Dataset entries
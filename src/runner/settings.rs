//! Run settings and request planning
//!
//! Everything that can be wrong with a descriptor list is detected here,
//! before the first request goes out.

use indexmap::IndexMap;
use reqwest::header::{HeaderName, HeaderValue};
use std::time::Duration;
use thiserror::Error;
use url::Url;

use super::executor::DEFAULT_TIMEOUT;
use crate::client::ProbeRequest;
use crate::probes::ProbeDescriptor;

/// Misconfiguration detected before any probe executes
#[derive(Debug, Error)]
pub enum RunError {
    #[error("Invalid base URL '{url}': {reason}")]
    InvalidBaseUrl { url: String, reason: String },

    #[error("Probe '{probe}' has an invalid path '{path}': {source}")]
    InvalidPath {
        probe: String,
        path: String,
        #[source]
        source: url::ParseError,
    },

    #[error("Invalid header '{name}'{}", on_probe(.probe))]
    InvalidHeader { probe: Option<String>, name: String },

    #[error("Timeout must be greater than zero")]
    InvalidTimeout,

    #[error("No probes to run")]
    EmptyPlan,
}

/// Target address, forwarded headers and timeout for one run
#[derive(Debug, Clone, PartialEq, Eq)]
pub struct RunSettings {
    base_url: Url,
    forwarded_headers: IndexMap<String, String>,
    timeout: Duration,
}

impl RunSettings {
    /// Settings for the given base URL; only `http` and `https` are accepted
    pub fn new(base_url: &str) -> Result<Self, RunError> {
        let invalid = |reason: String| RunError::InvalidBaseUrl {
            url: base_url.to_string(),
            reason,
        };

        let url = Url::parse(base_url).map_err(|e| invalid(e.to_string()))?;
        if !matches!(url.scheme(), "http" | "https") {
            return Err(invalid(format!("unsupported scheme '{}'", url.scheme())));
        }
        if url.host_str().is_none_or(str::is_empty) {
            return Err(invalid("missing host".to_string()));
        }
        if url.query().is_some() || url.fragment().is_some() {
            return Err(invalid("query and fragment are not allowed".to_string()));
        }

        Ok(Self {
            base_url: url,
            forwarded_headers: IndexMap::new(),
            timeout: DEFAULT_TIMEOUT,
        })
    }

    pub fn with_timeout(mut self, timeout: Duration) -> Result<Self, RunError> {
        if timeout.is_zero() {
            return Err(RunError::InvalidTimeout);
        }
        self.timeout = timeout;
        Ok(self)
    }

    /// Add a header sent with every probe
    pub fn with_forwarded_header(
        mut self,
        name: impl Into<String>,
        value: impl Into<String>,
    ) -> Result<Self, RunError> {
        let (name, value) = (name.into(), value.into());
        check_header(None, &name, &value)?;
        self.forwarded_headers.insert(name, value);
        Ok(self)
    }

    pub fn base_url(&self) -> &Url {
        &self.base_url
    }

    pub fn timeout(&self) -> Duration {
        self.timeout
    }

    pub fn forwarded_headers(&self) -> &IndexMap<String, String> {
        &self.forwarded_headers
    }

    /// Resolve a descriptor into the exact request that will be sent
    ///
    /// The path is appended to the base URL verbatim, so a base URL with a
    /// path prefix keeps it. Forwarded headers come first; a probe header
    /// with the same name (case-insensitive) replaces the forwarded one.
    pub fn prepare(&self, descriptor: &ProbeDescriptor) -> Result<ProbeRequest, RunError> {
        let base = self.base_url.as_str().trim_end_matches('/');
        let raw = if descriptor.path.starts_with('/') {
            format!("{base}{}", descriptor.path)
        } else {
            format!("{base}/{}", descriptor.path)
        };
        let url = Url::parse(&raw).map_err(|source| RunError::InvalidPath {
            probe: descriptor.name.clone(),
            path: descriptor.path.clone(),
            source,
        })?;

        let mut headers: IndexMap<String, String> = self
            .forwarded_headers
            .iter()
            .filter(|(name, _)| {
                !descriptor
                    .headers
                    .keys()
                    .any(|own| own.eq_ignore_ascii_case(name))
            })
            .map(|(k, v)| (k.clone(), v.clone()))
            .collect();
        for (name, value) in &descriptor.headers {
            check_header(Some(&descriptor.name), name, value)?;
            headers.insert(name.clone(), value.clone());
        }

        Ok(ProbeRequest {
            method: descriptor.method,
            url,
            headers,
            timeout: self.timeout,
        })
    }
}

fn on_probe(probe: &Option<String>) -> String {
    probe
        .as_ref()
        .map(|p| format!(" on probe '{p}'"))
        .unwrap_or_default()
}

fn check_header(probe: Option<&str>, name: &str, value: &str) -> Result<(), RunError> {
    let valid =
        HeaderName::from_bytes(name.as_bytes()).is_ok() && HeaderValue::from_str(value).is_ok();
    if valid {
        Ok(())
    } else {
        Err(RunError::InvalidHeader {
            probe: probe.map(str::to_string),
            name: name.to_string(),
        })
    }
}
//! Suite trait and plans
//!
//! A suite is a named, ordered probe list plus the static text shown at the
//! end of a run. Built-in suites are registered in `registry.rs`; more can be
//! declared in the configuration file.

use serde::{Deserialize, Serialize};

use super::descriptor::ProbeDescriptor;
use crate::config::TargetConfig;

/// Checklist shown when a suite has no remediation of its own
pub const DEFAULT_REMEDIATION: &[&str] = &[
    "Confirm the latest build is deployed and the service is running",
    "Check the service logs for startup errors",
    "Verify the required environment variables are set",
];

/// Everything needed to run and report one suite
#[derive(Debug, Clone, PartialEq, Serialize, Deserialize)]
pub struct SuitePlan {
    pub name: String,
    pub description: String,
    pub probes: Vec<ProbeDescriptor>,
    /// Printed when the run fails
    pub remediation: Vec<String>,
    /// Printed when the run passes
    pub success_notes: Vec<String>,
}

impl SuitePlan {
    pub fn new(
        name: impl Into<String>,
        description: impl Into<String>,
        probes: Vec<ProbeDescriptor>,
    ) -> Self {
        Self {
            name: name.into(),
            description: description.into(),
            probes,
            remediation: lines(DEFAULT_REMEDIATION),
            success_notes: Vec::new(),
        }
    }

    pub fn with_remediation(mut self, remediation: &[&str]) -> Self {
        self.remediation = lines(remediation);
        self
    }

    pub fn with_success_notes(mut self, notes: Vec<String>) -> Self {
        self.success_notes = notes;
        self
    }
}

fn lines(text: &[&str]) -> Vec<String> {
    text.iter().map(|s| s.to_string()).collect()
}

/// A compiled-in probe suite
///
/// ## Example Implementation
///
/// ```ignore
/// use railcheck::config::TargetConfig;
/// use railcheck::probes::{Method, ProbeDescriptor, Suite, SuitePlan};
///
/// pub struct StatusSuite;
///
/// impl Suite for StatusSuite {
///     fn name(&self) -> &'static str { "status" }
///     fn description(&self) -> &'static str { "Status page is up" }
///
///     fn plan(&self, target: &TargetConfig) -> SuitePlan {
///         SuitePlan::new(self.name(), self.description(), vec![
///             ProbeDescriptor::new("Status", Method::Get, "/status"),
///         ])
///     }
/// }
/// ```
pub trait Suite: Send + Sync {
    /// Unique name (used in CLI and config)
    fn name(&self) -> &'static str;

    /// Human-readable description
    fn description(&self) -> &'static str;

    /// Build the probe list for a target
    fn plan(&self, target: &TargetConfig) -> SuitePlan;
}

### WHAT IS REQUIRED
Each line of the entries that contains the word "Serialize" should be listed.

### ANSWER
use serde::{Deserialize, Serialize};
#[derive(Debug, Clone, PartialEq, Serialize, Deserialize)]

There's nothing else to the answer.